//! Channel listeners
//!
//! Incoming messages are dispatched by channel name to the listeners
//! registered for it. Listeners run one after another in priority order
//! (lower values first, equal priorities in registration order). For a query,
//! any listener may fill the response slot of the event, but only once.

use std::sync::atomic::{AtomicU64, Ordering};
use std::sync::Arc;

use async_trait::async_trait;
use dashmap::DashMap;

use super::message::Message;
use super::messenger::ProtocolError;

/// Runs before every other listener
pub const PRIORITY_HIGHEST: i32 = -64;
pub const PRIORITY_NORMAL: i32 = 0;
/// Runs after every other listener
pub const PRIORITY_LOWEST: i32 = 64;

/// A received message being dispatched to listeners
#[derive(Debug)]
pub struct ChannelMessageEvent {
    message: Message,
    response: Option<Vec<u8>>,
}

impl ChannelMessageEvent {
    pub fn new(message: Message) -> Self {
        Self {
            message,
            response: None,
        }
    }

    pub fn message(&self) -> &Message {
        &self.message
    }

    pub fn channel(&self) -> &str {
        self.message.channel()
    }

    pub fn sender(&self) -> &str {
        self.message.sender()
    }

    pub fn content(&self) -> &[u8] {
        self.message.content()
    }

    pub fn is_query(&self) -> bool {
        self.message.is_query()
    }

    /// Answer the query carried by this event
    pub fn set_response(&mut self, content: Vec<u8>) -> Result<(), ProtocolError> {
        if !self.message.is_query() {
            return Err(ProtocolError::NotAQuery(self.message.channel().to_string()));
        }
        if self.response.is_some() {
            return Err(ProtocolError::AlreadyResponded(
                self.message.channel().to_string(),
            ));
        }
        self.response = Some(content);
        Ok(())
    }

    pub fn response(&self) -> Option<&[u8]> {
        self.response.as_deref()
    }

    pub fn into_parts(self) -> (Message, Option<Vec<u8>>) {
        (self.message, self.response)
    }
}

/// Handles messages on a channel
#[async_trait]
pub trait ChannelListener: Send + Sync {
    async fn on_message(&self, event: &mut ChannelMessageEvent);
}

#[async_trait]
impl<F> ChannelListener for F
where
    F: Fn(&mut ChannelMessageEvent) + Send + Sync,
{
    async fn on_message(&self, event: &mut ChannelMessageEvent) {
        self(event)
    }
}

#[derive(Clone)]
struct RegisteredListener {
    priority: i32,
    seq: u64,
    listener: Arc<dyn ChannelListener>,
}

/// Listeners keyed by channel name
#[derive(Default)]
pub struct ChannelListeners {
    channels: DashMap<String, Vec<RegisteredListener>>,
    next_seq: AtomicU64,
}

impl ChannelListeners {
    pub fn new() -> Self {
        Self::default()
    }

    /// Register a listener for a channel
    pub fn register(
        &self,
        channel: impl Into<String>,
        priority: i32,
        listener: Arc<dyn ChannelListener>,
    ) {
        let seq = self.next_seq.fetch_add(1, Ordering::SeqCst);
        let mut listeners = self.channels.entry(channel.into()).or_default();
        listeners.push(RegisteredListener {
            priority,
            seq,
            listener,
        });
        listeners.sort_by_key(|l| (l.priority, l.seq));
    }

    /// Drop every listener of a channel
    pub fn unregister_channel(&self, channel: &str) -> usize {
        self.channels
            .remove(channel)
            .map(|(_, listeners)| listeners.len())
            .unwrap_or(0)
    }

    /// Number of listeners registered for a channel
    pub fn count(&self, channel: &str) -> usize {
        self.channels.get(channel).map(|l| l.len()).unwrap_or(0)
    }

    /// Dispatch an event to the listeners of its channel
    ///
    /// Returns how many listeners were invoked.
    pub async fn fire(&self, event: &mut ChannelMessageEvent) -> usize {
        // Copy out so no map lock is held while listeners run
        let listeners: Vec<Arc<dyn ChannelListener>> = match self.channels.get(event.channel()) {
            Some(registered) => registered.iter().map(|l| l.listener.clone()).collect(),
            None => return 0,
        };

        for listener in &listeners {
            listener.on_message(event).await;
        }
        listeners.len()
    }
}

#[cfg(test)]
mod tests {
    use super::*;
    use crate::messaging::message::ChannelTarget;
    use std::sync::Mutex;
    use uuid::Uuid;

    fn message(query: bool) -> Message {
        let message =
            Message::new("test", "node-1", vec![ChannelTarget::node("node-2")], vec![]).unwrap();
        if query {
            message.into_query(Uuid::new_v4())
        } else {
            message
        }
    }

    fn recorder(log: &Arc<Mutex<Vec<&'static str>>>, name: &'static str) -> Arc<dyn ChannelListener> {
        let log = log.clone();
        Arc::new(move |_event: &mut ChannelMessageEvent| {
            log.lock().unwrap().push(name);
        })
    }

    #[tokio::test]
    async fn test_priority_order() {
        let listeners = ChannelListeners::new();
        let log = Arc::new(Mutex::new(Vec::new()));

        listeners.register("test", PRIORITY_LOWEST, recorder(&log, "lowest"));
        listeners.register("test", PRIORITY_NORMAL, recorder(&log, "normal-1"));
        listeners.register("test", PRIORITY_HIGHEST, recorder(&log, "highest"));
        listeners.register("test", PRIORITY_NORMAL, recorder(&log, "normal-2"));

        let mut event = ChannelMessageEvent::new(message(false));
        assert_eq!(listeners.fire(&mut event).await, 4);
        assert_eq!(
            *log.lock().unwrap(),
            vec!["highest", "normal-1", "normal-2", "lowest"]
        );
    }

    #[tokio::test]
    async fn test_other_channels_not_invoked() {
        let listeners = ChannelListeners::new();
        let log = Arc::new(Mutex::new(Vec::new()));
        listeners.register("other", PRIORITY_NORMAL, recorder(&log, "other"));

        let mut event = ChannelMessageEvent::new(message(false));
        assert_eq!(listeners.fire(&mut event).await, 0);
        assert!(log.lock().unwrap().is_empty());
    }

    #[test]
    fn test_response_slot_set_once() {
        let mut event = ChannelMessageEvent::new(message(true));

        assert!(event.set_response(vec![1]).is_ok());
        assert!(matches!(
            event.set_response(vec![2]),
            Err(ProtocolError::AlreadyResponded(_))
        ));
        assert_eq!(event.response(), Some(&[1u8][..]));
    }

    #[test]
    fn test_response_to_plain_message_rejected() {
        let mut event = ChannelMessageEvent::new(message(false));
        assert!(matches!(
            event.set_response(vec![1]),
            Err(ProtocolError::NotAQuery(_))
        ));
    }

    #[test]
    fn test_unregister_channel() {
        let listeners = ChannelListeners::new();
        let log = Arc::new(Mutex::new(Vec::new()));
        listeners.register("test", PRIORITY_NORMAL, recorder(&log, "a"));
        listeners.register("test", PRIORITY_NORMAL, recorder(&log, "b"));

        assert_eq!(listeners.count("test"), 2);
        assert_eq!(listeners.unregister_channel("test"), 2);
        assert_eq!(listeners.count("test"), 0);
    }
}
//! Channel messages exchanged between nodes
//!
//! A [`Message`] is addressed to one or more [`ChannelTarget`]s and names the
//! operation it carries through its channel. Messages are validated when they
//! are built and are not modified afterwards; the messenger derives query and
//! response variants from them.

use std::fmt;
use std::sync::atomic::{AtomicBool, Ordering};
use std::sync::Arc;

use serde::{Deserialize, Serialize};
use thiserror::Error;
use uuid::Uuid;

/// Errors raised when building a message
#[derive(Error, Debug, Clone, PartialEq, Eq)]
pub enum MessageError {
    #[error("Message channel must not be empty")]
    EmptyChannel,

    #[error("Message on channel '{0}' has no targets")]
    NoTargets(String),

    #[error("{0} target requires a value")]
    MissingTargetValue(TargetType),
}

/// Kind of receiver a message is addressed to
#[derive(Debug, Clone, Copy, PartialEq, Eq, Hash, Serialize, Deserialize)]
#[serde(rename_all = "SCREAMING_SNAKE_CASE")]
pub enum TargetType {
    /// One specific node
    Node,
    /// A service, wherever it runs
    Service,
    /// Every service in a group
    Group,
    /// Every connected node
    All,
}

impl fmt::Display for TargetType {
    fn fmt(&self, f: &mut fmt::Formatter<'_>) -> fmt::Result {
        let name = match self {
            TargetType::Node => "NODE",
            TargetType::Service => "SERVICE",
            TargetType::Group => "GROUP",
            TargetType::All => "ALL",
        };
        f.write_str(name)
    }
}

/// A single message target
#[derive(Debug, Clone, PartialEq, Eq, Hash, Serialize, Deserialize)]
pub struct ChannelTarget {
    #[serde(rename = "type")]
    pub target_type: TargetType,

    #[serde(default)]
    #[serde(skip_serializing_if = "Option::is_none")]
    pub value: Option<String>,
}

impl ChannelTarget {
    pub fn node(id: impl Into<String>) -> Self {
        Self {
            target_type: TargetType::Node,
            value: Some(id.into()),
        }
    }

    pub fn service(name: impl Into<String>) -> Self {
        Self {
            target_type: TargetType::Service,
            value: Some(name.into()),
        }
    }

    pub fn group(name: impl Into<String>) -> Self {
        Self {
            target_type: TargetType::Group,
            value: Some(name.into()),
        }
    }

    pub fn all() -> Self {
        Self {
            target_type: TargetType::All,
            value: None,
        }
    }

    fn validate(&self) -> Result<(), MessageError> {
        match (self.target_type, &self.value) {
            (TargetType::All, _) => Ok(()),
            (kind, Some(value)) if value.is_empty() => Err(MessageError::MissingTargetValue(kind)),
            (_, Some(_)) => Ok(()),
            (kind, None) => Err(MessageError::MissingTargetValue(kind)),
        }
    }
}

/// A message on a named channel
#[derive(Debug, Clone)]
pub struct Message {
    channel: String,
    sender: String,
    targets: Vec<ChannelTarget>,
    content: Vec<u8>,
    query: bool,
    correlation_id: Option<Uuid>,

    // Shared between clones so a query is answered at most once
    responded: Arc<AtomicBool>,
}

impl Message {
    /// Build a plain message
    pub fn new(
        channel: impl Into<String>,
        sender: impl Into<String>,
        targets: Vec<ChannelTarget>,
        content: Vec<u8>,
    ) -> Result<Self, MessageError> {
        let channel = channel.into();
        if channel.is_empty() {
            return Err(MessageError::EmptyChannel);
        }
        if targets.is_empty() {
            return Err(MessageError::NoTargets(channel));
        }
        for target in &targets {
            target.validate()?;
        }

        Ok(Self {
            channel,
            sender: sender.into(),
            targets,
            content,
            query: false,
            correlation_id: None,
            responded: Arc::new(AtomicBool::new(false)),
        })
    }

    /// Rebuild a message decoded from the wire
    pub(crate) fn from_wire(
        channel: String,
        sender: String,
        targets: Vec<ChannelTarget>,
        content: Vec<u8>,
        query: bool,
        correlation_id: Option<Uuid>,
    ) -> Result<Self, MessageError> {
        let mut message = Self::new(channel, sender, targets, content)?;
        message.query = query;
        message.correlation_id = correlation_id;
        Ok(message)
    }

    /// Query variant of this message with a fresh correlation id
    pub fn into_query(self, correlation_id: Uuid) -> Self {
        Self {
            query: true,
            correlation_id: Some(correlation_id),
            responded: Arc::new(AtomicBool::new(false)),
            ..self
        }
    }

    /// Response to `original`, routed back to its sender
    pub fn response_for(original: &Message, sender: impl Into<String>, content: Vec<u8>) -> Self {
        Self {
            channel: original.channel.clone(),
            sender: sender.into(),
            targets: vec![ChannelTarget::node(original.sender.clone())],
            content,
            query: false,
            correlation_id: original.correlation_id,
            responded: Arc::new(AtomicBool::new(false)),
        }
    }

    pub fn channel(&self) -> &str {
        &self.channel
    }

    /// Id of the sending node
    pub fn sender(&self) -> &str {
        &self.sender
    }

    pub fn targets(&self) -> &[ChannelTarget] {
        &self.targets
    }

    pub fn content(&self) -> &[u8] {
        &self.content
    }

    pub fn into_content(self) -> Vec<u8> {
        self.content
    }

    pub fn is_query(&self) -> bool {
        self.query
    }

    /// Whether this message answers an earlier query
    pub fn is_response(&self) -> bool {
        !self.query && self.correlation_id.is_some()
    }

    pub fn correlation_id(&self) -> Option<Uuid> {
        self.correlation_id
    }

    /// Take the right to answer this query; true only for the first caller
    pub(crate) fn claim_response(&self) -> bool {
        self.responded
            .compare_exchange(false, true, Ordering::SeqCst, Ordering::SeqCst)
            .is_ok()
    }
}

#[cfg(test)]
mod tests {
    use super::*;

    #[test]
    fn test_build_message() {
        let message = Message::new(
            "test_channel",
            "node-1",
            vec![ChannelTarget::node("node-2")],
            b"hello".to_vec(),
        )
        .unwrap();

        assert_eq!(message.channel(), "test_channel");
        assert_eq!(message.sender(), "node-1");
        assert_eq!(message.content(), b"hello");
        assert!(!message.is_query());
        assert!(!message.is_response());
    }

    #[test]
    fn test_validation() {
        assert_eq!(
            Message::new("", "node-1", vec![ChannelTarget::all()], vec![]).unwrap_err(),
            MessageError::EmptyChannel
        );
        assert!(matches!(
            Message::new("c", "node-1", vec![], vec![]),
            Err(MessageError::NoTargets(_))
        ));
        assert_eq!(
            Message::new("c", "node-1", vec![ChannelTarget::node("")], vec![]).unwrap_err(),
            MessageError::MissingTargetValue(TargetType::Node)
        );

        let groupless = ChannelTarget {
            target_type: TargetType::Group,
            value: None,
        };
        assert!(Message::new("c", "node-1", vec![groupless], vec![]).is_err());
    }

    #[test]
    fn test_query_and_response() {
        let id = Uuid::new_v4();
        let query = Message::new("c", "node-1", vec![ChannelTarget::node("node-2")], vec![1])
            .unwrap()
            .into_query(id);

        assert!(query.is_query());
        assert_eq!(query.correlation_id(), Some(id));

        let response = Message::response_for(&query, "node-2", vec![2]);
        assert!(response.is_response());
        assert_eq!(response.correlation_id(), Some(id));
        assert_eq!(response.sender(), "node-2");
        assert_eq!(response.targets(), &[ChannelTarget::node("node-1")]);
    }

    #[test]
    fn test_claim_response_once_across_clones() {
        let query = Message::new("c", "node-1", vec![ChannelTarget::node("node-2")], vec![])
            .unwrap()
            .into_query(Uuid::new_v4());
        let copy = query.clone();

        assert!(query.claim_response());
        assert!(!copy.claim_response());
    }

    #[test]
    fn test_target_json_shape() {
        let json = serde_json::to_value(ChannelTarget::node("node-7")).unwrap();
        assert_eq!(json["type"], "NODE");
        assert_eq!(json["value"], "node-7");

        let json = serde_json::to_value(ChannelTarget::all()).unwrap();
        assert_eq!(json["type"], "ALL");
        assert!(json.get("value").is_none());
    }
}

* * * * * * * * *

#### Task statement:
Reproduce exactly the line bearing "let copy = query.clone();" and all the lines that come after it in the records above; add nothing.

#### Your response:
        let copy = query.clone();

        assert!(query.claim_response());
        assert!(!copy.claim_response());
    }

    #[test]
    fn test_target_json_shape() {
        let json = serde_json::to_value(ChannelTarget::node("node-7")).unwrap();
        assert_eq!(json["type"], "NODE");
        assert_eq!(json["value"], "node-7");

        let json = serde_json::to_value(ChannelTarget::all()).unwrap();
        assert_eq!(json["type"], "ALL");
        assert!(json.get("value").is_none());
    }
}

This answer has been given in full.